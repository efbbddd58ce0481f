//! CLI subcommands

pub mod check;
pub mod map;
pub mod start;
pub mod status;
pub mod stop;
pub mod templates;
//! Approval and execution state machines

use super::EngineError;
use crate::mapper::{ExecutionMode, MappedCommand};
use chrono::{DateTime, Utc};
use serde::Serialize;

#[derive(Debug, Clone, Copy, PartialEq, Eq, Hash, Serialize)]
#[serde(rename_all = "SCREAMING_SNAKE_CASE")]
pub enum ApprovalStatus {
    Pending,
    Approved,
    AutoApproved,
    Rejected,
}

impl ApprovalStatus {
    pub fn is_approved(&self) -> bool {
        matches!(self, ApprovalStatus::Approved | ApprovalStatus::AutoApproved)
    }

    /// Decisions are final: only `Pending` may move, and only to a decided state
    pub fn can_transition_to(&self, next: ApprovalStatus) -> bool {
        match (self, next) {
            (ApprovalStatus::Pending, ApprovalStatus::Pending) => false,
            (ApprovalStatus::Pending, _) => true,
            (ApprovalStatus::Approved, _)
            | (ApprovalStatus::AutoApproved, _)
            | (ApprovalStatus::Rejected, _) => false,
        }
    }
}

#[derive(Debug, Clone, Copy, PartialEq, Eq, Hash, Serialize)]
#[serde(rename_all = "SCREAMING_SNAKE_CASE")]
pub enum ExecutionStatus {
    Pending,
    Running,
    Completed,
    Failed,
    Timeout,
    Cancelled,
    /// Only used by nested rollback results
    Rollback,
    RollbackCompleted,
    RollbackFailed,
}

impl ExecutionStatus {
    pub fn is_terminal(&self) -> bool {
        matches!(
            self,
            ExecutionStatus::Completed
                | ExecutionStatus::Failed
                | ExecutionStatus::Timeout
                | ExecutionStatus::Cancelled
                | ExecutionStatus::RollbackCompleted
                | ExecutionStatus::RollbackFailed
        )
    }

    pub fn can_transition_to(&self, next: ExecutionStatus) -> bool {
        use ExecutionStatus::*;
        match (self, next) {
            (Pending, Running) | (Pending, Cancelled) => true,
            (Running, Completed) | (Running, Failed) | (Running, Timeout) | (Running, Cancelled) => true,
            (Rollback, RollbackCompleted) | (Rollback, RollbackFailed) => true,
            (Pending, _) | (Running, _) | (Rollback, _) => false,
            (Completed, _) | (Failed, _) | (Timeout, _) | (Cancelled, _) => false,
            (RollbackCompleted, _) | (RollbackFailed, _) => false,
        }
    }
}

impl std::fmt::Display for ExecutionStatus {
    fn fmt(&self, f: &mut std::fmt::Formatter<'_>) -> std::fmt::Result {
        let s = match self {
            ExecutionStatus::Pending => "PENDING",
            ExecutionStatus::Running => "RUNNING",
            ExecutionStatus::Completed => "COMPLETED",
            ExecutionStatus::Failed => "FAILED",
            ExecutionStatus::Timeout => "TIMEOUT",
            ExecutionStatus::Cancelled => "CANCELLED",
            ExecutionStatus::Rollback => "ROLLBACK",
            ExecutionStatus::RollbackCompleted => "ROLLBACK_COMPLETED",
            ExecutionStatus::RollbackFailed => "ROLLBACK_FAILED",
        };
        write!(f, "{}", s)
    }
}

/// Outcome of one command run; immutable once terminal
#[derive(Debug, Clone, Serialize)]
pub struct ExecutionResult {
    pub command_id: String,
    pub status: ExecutionStatus,
    pub exit_code: Option<i32>,
    pub stdout: String,
    pub stderr: String,
    pub started_at: Option<DateTime<Utc>>,
    pub finished_at: Option<DateTime<Utc>>,
    pub error: Option<String>,
    pub rollback: Option<Box<ExecutionResult>>,
}

impl ExecutionResult {
    pub fn pending(command_id: impl Into<String>) -> Self {
        Self::with_status(command_id, ExecutionStatus::Pending)
    }

    pub fn rollback(command_id: impl Into<String>) -> Self {
        let mut r = Self::with_status(command_id, ExecutionStatus::Rollback);
        r.started_at = Some(Utc::now());
        r
    }

    fn with_status(command_id: impl Into<String>, status: ExecutionStatus) -> Self {
        Self {
            command_id: command_id.into(),
            status,
            exit_code: None,
            stdout: String::new(),
            stderr: String::new(),
            started_at: None,
            finished_at: None,
            error: None,
            rollback: None,
        }
    }

    /// Validated transition; stamps start and end times
    pub fn transition(&mut self, next: ExecutionStatus) -> Result<(), EngineError> {
        if !self.status.can_transition_to(next) {
            return Err(EngineError::InvalidTransition {
                id: self.command_id.clone(),
                from: self.status.to_string(),
                to: next.to_string(),
            });
        }
        let now = Utc::now();
        if next == ExecutionStatus::Running {
            self.started_at = Some(now);
        }
        if next.is_terminal() {
            self.finished_at = Some(now);
        }
        self.status = next;
        Ok(())
    }

    pub fn duration_ms(&self) -> Option<i64> {
        match (self.started_at, self.finished_at) {
            (Some(s), Some(e)) => Some((e - s).num_milliseconds()),
            _ => None,
        }
    }
}

/// Engine-side wrapper around a submitted command
#[derive(Debug, Clone, Serialize)]
pub struct ExecutionContext {
    pub command: MappedCommand,
    pub approval: ApprovalStatus,
    pub approved_by: Option<String>,
    pub approval_reason: Option<String>,
    pub approval_time: Option<DateTime<Utc>>,
    /// Tracked only; the engine never retries on its own
    pub retry_count: u32,
    pub dependencies_met: bool,
    pub conditions_met: bool,
    /// Operator release for manual-mode commands
    pub released: bool,
    pub submitted_at: DateTime<Utc>,
    pub result: ExecutionResult,
}

impl ExecutionContext {
    pub fn new(command: MappedCommand) -> Self {
        let result = ExecutionResult::pending(command.id());
        Self {
            command,
            approval: ApprovalStatus::Pending,
            approved_by: None,
            approval_reason: None,
            approval_time: None,
            retry_count: 0,
            dependencies_met: false,
            conditions_met: false,
            released: false,
            submitted_at: Utc::now(),
            result,
        }
    }

    pub fn transition_approval(
        &mut self,
        next: ApprovalStatus,
        user: &str,
        reason: &str,
    ) -> Result<(), EngineError> {
        if !self.approval.can_transition_to(next) {
            return Err(EngineError::AlreadyDecided {
                id: self.command.id().to_string(),
                status: self.approval,
            });
        }
        self.approval = next;
        self.approved_by = Some(user.to_string());
        self.approval_reason = Some(reason.to_string());
        self.approval_time = Some(Utc::now());
        Ok(())
    }

    /// Approved, not started, gates satisfied, and not waiting on an operator
    pub fn is_ready(&self) -> bool {
        self.approval.is_approved()
            && self.result.status == ExecutionStatus::Pending
            && (self.command.mode() != ExecutionMode::Manual || self.released)
            && self.dependencies_met
            && self.conditions_met
    }
}
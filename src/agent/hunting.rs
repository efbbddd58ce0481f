//! Proactive threat hunting

use crate::SecurityEvent;
use async_trait::async_trait;
use chrono::Utc;
use serde_json::{json, Value};
use std::sync::Arc;
use std::time::Duration;
use tracing::{error, info};

pub const HUNTING_EVENT_TYPE: &str = "proactive_hunting";
pub const HUNT_WINDOW: Duration = Duration::from_secs(24 * 3600);
pub const MIN_ANOMALY_CONFIDENCE: f64 = 0.7;
pub const MIN_CHAIN_LENGTH: usize = 3;
/// Behavior chains must score strictly above this
pub const CHAIN_RISK_THRESHOLD: f64 = 0.7;

#[async_trait]
pub trait GraphAnomalySource: Send + Sync {
    async fn find_anomalies(&self, window: Duration, min_confidence: f64) -> anyhow::Result<Vec<Value>>;
}

#[async_trait]
pub trait BehaviorChainSource: Send + Sync {
    async fn extract_behavior_chains(&self, window: Duration, min_length: usize) -> anyhow::Result<Vec<Value>>;
}

#[derive(Clone, Default)]
pub struct HuntingSources {
    pub graph: Option<Arc<dyn GraphAnomalySource>>,
    pub behavior: Option<Arc<dyn BehaviorChainSource>>,
}

impl HuntingSources {
    pub fn is_empty(&self) -> bool {
        self.graph.is_none() && self.behavior.is_none()
    }
}

/// Run one hunt; returns the event to feed back into the agent, if anything was found
pub async fn hunt(sources: &HuntingSources) -> Option<SecurityEvent> {
    info!("🔎 Running proactive threat hunt");

    let anomalies = match &sources.graph {
        Some(graph) => graph
            .find_anomalies(HUNT_WINDOW, MIN_ANOMALY_CONFIDENCE)
            .await
            .unwrap_or_else(|e| {
                error!("Graph anomaly hunt failed: {}", e);
                Vec::new()
            }),
        None => Vec::new(),
    };

    let chains: Vec<Value> = match &sources.behavior {
        Some(behavior) => behavior
            .extract_behavior_chains(HUNT_WINDOW, MIN_CHAIN_LENGTH)
            .await
            .unwrap_or_else(|e| {
                error!("Behavior chain hunt failed: {}", e);
                Vec::new()
            })
            .into_iter()
            .filter(|c| c.get("risk_score").and_then(|v| v.as_f64()).unwrap_or(0.0) > CHAIN_RISK_THRESHOLD)
            .collect(),
        None => Vec::new(),
    };

    if anomalies.is_empty() && chains.is_empty() {
        info!("Threat hunt complete, nothing found");
        return None;
    }

    let now = Utc::now();
    info!(
        "Threat hunt found {} anomalies and {} risky behavior chains",
        anomalies.len(),
        chains.len()
    );
    let mut event = SecurityEvent::new(
        HUNTING_EVENT_TYPE,
        json!({
            "hunting_results": {
                "timestamp": now.to_rfc3339(),
                "anomaly_patterns": anomalies,
                "behavior_anomalies": chains,
                "ioc_matches": [],
            }
        }),
    );
    event.id = format!("hunt_{}", now.format("%Y%m%d_%H%M%S"));
    Some(event)
}

#[cfg(test)]
mod tests {
    use super::*;

    struct FixedChains(Vec<Value>);

    #[async_trait]
    impl BehaviorChainSource for FixedChains {
        async fn extract_behavior_chains(&self, _w: Duration, min_length: usize) -> anyhow::Result<Vec<Value>> {
            assert_eq!(min_length, MIN_CHAIN_LENGTH);
            Ok(self.0.clone())
        }
    }

    struct BrokenGraph;

    #[async_trait]
    impl GraphAnomalySource for BrokenGraph {
        async fn find_anomalies(&self, _w: Duration, _c: f64) -> anyhow::Result<Vec<Value>> {
            anyhow::bail!("graph store unreachable")
        }
    }

    #[tokio::test]
    async fn test_only_risky_chains_are_reported() {
        let sources = HuntingSources {
            graph: Some(Arc::new(BrokenGraph)),
            behavior: Some(Arc::new(FixedChains(vec![
                json!({ "id": "a", "risk_score": 0.7 }),
                json!({ "id": "b", "risk_score": 0.71 }),
                json!({ "id": "c" }),
            ]))),
        };
        let event = hunt(&sources).await.unwrap();
        assert_eq!(event.event_type, HUNTING_EVENT_TYPE);
        assert!(event.id.starts_with("hunt_"));
        let chains = &event.payload["hunting_results"]["behavior_anomalies"];
        assert_eq!(chains.as_array().map(|a| a.len()), Some(1));
        assert_eq!(chains[0]["id"], "b");
    }

    #[tokio::test]
    async fn test_nothing_found_yields_no_event() {
        let sources = HuntingSources {
            graph: Some(Arc::new(BrokenGraph)),
            behavior: Some(Arc::new(FixedChains(vec![json!({ "risk_score": 0.2 })]))),
        };
        assert!(hunt(&sources).await.is_none());
        assert!(hunt(&HuntingSources::default()).await.is_none());
    }
}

--------------------

**TASK BRIEF:** Stop after the line containing "a decided state": print exactly the lines from the start of the entries above up to it, that line included.

**EXERCISE ANSWER:**
repository efbbddd58ce0481f
//! CLI subcommands

pub mod check;
pub mod map;
pub mod start;
pub mod status;
pub mod stop;
pub mod templates;
//! Approval and execution state machines

use super::EngineError;
use crate::mapper::{ExecutionMode, MappedCommand};
use chrono::{DateTime, Utc};
use serde::Serialize;

#[derive(Debug, Clone, Copy, PartialEq, Eq, Hash, Serialize)]
#[serde(rename_all = "SCREAMING_SNAKE_CASE")]
pub enum ApprovalStatus {
    Pending,
    Approved,
    AutoApproved,
    Rejected,
}

impl ApprovalStatus {
    pub fn is_approved(&self) -> bool {
        matches!(self, ApprovalStatus::Approved | ApprovalStatus::AutoApproved)
    }

    /// Decisions are final: only `Pending` may move, and only to a decided state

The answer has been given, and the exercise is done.